(Records shown Opens)

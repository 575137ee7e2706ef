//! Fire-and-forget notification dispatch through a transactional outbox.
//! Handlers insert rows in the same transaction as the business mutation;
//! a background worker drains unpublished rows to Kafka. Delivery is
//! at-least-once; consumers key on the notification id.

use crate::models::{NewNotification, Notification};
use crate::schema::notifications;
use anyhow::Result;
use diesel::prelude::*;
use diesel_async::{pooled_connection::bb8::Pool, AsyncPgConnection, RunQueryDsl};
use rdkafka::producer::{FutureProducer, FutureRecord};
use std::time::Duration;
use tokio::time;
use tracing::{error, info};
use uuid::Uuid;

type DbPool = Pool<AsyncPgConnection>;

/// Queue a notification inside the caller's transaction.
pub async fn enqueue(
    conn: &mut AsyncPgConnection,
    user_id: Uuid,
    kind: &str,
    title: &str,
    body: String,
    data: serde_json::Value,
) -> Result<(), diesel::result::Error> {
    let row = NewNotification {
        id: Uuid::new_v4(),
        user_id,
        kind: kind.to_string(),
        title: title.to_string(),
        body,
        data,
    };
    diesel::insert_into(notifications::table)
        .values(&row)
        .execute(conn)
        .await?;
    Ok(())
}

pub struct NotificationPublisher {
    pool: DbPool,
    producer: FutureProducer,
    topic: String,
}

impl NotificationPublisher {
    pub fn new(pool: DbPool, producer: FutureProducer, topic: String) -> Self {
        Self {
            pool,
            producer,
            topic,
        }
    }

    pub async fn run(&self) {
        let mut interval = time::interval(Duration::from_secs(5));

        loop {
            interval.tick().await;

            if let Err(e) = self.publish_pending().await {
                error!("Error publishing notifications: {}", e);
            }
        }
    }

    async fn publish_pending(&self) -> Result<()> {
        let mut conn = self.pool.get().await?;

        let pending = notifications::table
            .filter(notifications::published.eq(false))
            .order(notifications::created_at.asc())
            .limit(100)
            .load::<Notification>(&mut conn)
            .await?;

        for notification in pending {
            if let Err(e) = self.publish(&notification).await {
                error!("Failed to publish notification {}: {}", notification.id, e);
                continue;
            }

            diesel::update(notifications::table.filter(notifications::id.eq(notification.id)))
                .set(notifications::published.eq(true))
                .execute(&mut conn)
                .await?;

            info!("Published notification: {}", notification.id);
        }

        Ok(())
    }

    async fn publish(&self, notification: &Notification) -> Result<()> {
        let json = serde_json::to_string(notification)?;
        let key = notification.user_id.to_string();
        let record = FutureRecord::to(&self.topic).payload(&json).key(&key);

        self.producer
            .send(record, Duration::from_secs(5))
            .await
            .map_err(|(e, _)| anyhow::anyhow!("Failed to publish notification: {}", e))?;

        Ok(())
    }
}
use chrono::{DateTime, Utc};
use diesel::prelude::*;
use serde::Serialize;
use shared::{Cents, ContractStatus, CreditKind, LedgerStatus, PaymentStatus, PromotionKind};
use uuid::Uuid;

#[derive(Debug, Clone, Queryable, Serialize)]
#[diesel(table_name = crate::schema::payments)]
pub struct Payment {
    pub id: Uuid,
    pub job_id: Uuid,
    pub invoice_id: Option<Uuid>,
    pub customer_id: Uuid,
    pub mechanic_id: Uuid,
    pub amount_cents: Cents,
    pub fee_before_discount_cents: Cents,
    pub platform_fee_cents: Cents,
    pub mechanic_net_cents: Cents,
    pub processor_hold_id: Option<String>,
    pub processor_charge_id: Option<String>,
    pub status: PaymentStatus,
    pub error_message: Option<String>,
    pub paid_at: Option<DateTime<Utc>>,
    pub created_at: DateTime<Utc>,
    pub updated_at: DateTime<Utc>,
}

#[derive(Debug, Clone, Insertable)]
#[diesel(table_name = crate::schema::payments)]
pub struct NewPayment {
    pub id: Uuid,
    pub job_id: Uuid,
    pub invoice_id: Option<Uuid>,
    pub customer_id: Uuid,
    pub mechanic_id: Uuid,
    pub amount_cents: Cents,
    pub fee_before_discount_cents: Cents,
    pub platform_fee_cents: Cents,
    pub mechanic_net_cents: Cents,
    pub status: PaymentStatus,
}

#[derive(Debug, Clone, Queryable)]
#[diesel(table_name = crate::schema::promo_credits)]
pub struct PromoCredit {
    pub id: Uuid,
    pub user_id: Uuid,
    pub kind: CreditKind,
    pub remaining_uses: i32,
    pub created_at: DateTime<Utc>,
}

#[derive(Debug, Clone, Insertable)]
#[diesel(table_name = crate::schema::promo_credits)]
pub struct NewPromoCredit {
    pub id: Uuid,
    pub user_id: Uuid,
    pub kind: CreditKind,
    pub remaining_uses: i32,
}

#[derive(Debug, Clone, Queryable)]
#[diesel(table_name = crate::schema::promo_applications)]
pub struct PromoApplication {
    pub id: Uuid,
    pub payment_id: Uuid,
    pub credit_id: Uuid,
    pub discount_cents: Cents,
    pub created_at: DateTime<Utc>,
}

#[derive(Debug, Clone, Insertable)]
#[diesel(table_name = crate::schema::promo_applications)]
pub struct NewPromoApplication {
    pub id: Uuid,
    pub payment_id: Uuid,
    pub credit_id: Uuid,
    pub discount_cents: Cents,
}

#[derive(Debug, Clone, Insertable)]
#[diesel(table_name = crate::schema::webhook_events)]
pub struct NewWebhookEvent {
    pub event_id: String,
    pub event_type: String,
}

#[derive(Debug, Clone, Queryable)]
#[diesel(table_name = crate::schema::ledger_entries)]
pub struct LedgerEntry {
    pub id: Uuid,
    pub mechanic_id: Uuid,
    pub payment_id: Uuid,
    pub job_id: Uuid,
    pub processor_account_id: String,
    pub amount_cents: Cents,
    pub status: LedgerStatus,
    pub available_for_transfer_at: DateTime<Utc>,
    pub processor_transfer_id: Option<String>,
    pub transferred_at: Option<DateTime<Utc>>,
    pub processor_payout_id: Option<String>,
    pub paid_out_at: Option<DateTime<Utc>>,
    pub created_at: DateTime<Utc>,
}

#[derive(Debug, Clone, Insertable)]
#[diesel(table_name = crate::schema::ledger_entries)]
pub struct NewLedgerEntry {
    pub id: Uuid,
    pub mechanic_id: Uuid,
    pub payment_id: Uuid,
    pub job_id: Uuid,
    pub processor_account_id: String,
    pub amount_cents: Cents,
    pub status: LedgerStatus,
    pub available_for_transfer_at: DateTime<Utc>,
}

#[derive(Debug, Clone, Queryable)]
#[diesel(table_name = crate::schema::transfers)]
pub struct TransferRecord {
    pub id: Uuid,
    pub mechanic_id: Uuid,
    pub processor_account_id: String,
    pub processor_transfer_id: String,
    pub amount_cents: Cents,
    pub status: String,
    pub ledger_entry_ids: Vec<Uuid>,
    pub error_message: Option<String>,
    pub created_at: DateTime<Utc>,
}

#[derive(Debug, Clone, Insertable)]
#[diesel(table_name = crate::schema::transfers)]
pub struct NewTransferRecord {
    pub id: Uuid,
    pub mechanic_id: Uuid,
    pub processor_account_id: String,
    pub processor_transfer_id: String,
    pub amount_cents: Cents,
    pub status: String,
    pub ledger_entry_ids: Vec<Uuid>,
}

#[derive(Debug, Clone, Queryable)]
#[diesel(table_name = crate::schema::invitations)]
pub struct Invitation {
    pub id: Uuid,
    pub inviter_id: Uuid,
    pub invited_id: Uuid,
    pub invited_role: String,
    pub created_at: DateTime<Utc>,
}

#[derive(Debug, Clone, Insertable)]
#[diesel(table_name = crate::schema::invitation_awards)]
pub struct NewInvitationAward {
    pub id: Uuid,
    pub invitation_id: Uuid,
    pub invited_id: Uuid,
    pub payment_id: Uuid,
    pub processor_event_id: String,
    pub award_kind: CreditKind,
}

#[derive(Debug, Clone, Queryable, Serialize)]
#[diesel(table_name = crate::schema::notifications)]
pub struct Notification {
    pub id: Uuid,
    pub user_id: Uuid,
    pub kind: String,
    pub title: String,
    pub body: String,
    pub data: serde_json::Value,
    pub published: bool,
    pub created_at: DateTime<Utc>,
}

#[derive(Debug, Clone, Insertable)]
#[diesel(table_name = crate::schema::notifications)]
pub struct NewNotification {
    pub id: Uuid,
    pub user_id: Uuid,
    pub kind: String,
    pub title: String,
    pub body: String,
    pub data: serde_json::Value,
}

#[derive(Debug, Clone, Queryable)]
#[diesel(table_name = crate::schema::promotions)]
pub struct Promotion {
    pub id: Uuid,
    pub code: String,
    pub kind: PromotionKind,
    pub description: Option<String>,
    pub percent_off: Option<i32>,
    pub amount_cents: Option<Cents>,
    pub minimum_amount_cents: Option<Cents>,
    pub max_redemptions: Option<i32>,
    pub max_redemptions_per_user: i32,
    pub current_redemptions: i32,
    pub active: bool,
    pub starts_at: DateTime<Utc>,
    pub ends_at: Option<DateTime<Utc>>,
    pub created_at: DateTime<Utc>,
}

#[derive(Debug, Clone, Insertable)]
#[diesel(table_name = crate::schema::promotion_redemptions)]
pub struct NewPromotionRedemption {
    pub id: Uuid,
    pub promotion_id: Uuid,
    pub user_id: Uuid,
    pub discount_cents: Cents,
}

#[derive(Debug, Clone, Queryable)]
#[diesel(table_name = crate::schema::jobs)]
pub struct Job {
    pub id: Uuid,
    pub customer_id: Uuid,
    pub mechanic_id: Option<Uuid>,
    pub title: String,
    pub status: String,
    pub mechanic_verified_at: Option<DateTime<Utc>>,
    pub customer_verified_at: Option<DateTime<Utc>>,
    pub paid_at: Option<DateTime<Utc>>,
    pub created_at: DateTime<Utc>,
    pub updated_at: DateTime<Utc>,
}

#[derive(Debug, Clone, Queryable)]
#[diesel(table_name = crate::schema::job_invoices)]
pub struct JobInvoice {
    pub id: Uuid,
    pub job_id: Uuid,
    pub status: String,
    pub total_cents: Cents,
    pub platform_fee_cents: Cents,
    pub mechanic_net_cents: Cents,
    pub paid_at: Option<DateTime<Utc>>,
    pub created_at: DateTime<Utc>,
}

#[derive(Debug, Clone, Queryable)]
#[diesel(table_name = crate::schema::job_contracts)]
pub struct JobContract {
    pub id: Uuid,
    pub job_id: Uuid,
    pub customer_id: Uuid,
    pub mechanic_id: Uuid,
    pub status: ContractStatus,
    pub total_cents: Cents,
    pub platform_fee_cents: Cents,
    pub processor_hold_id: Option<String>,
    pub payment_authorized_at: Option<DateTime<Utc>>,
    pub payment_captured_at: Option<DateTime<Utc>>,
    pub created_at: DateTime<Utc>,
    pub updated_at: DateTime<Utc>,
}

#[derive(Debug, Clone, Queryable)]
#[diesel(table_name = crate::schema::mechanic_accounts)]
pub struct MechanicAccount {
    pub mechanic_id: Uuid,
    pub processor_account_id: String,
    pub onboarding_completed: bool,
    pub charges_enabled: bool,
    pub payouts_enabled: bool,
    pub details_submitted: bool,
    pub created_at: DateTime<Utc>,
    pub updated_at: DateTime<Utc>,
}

(Records shown Closes)
(Records shown Opens)

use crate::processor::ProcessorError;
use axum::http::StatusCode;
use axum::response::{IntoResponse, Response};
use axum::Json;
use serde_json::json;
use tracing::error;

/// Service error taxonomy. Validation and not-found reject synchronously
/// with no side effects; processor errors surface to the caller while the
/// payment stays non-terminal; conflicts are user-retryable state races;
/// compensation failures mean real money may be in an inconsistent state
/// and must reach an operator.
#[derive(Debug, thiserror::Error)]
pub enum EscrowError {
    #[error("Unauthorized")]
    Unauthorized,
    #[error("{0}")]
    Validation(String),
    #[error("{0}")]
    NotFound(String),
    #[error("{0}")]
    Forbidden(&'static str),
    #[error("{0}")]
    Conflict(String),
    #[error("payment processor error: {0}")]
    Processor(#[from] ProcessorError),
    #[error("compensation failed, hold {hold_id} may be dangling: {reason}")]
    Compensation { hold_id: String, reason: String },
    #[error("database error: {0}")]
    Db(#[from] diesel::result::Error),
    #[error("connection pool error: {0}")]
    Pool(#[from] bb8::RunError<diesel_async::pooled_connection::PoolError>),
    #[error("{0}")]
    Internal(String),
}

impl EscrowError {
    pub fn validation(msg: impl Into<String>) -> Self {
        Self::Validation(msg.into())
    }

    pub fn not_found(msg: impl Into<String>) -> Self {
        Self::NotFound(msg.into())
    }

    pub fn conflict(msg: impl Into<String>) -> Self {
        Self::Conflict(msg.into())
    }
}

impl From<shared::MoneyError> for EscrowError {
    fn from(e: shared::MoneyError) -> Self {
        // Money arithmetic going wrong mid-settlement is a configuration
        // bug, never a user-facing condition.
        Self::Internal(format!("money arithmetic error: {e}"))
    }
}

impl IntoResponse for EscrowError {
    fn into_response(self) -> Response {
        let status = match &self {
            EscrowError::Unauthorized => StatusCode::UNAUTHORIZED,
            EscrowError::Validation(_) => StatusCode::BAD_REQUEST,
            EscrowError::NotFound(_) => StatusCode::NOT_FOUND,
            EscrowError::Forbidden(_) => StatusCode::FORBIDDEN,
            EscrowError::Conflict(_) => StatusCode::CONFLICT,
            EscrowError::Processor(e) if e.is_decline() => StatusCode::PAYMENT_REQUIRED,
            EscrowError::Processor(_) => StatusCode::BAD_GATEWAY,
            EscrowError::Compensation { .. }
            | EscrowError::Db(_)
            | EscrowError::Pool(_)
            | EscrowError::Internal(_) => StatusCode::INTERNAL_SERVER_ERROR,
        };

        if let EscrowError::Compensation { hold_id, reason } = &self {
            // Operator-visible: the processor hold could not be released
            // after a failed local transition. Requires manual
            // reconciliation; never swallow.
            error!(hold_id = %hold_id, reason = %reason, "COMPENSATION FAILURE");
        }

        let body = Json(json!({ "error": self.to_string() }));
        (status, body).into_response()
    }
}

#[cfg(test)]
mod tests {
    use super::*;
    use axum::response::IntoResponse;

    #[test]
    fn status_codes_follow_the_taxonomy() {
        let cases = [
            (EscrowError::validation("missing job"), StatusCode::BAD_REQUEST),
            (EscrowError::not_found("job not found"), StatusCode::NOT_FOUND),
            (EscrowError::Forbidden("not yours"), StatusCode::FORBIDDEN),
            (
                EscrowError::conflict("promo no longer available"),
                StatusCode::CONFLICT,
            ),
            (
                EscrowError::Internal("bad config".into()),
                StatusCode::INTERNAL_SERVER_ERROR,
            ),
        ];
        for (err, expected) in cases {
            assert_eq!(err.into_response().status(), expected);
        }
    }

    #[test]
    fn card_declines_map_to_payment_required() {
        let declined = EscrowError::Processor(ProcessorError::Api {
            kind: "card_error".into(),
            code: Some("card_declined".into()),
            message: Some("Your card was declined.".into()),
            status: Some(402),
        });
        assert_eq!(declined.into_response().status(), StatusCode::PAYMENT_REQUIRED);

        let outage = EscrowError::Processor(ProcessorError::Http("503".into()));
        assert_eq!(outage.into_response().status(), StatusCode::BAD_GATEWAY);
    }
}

(Records shown Closes)

▶ _Task_:
Show every line above where "topic" is found.

▶ _Solved problem_:
    topic: String,
    pub fn new(pool: DbPool, producer: FutureProducer, topic: String) -> Self {
            topic,
        let record = FutureRecord::to(&self.topic).payload(&json).key(&key);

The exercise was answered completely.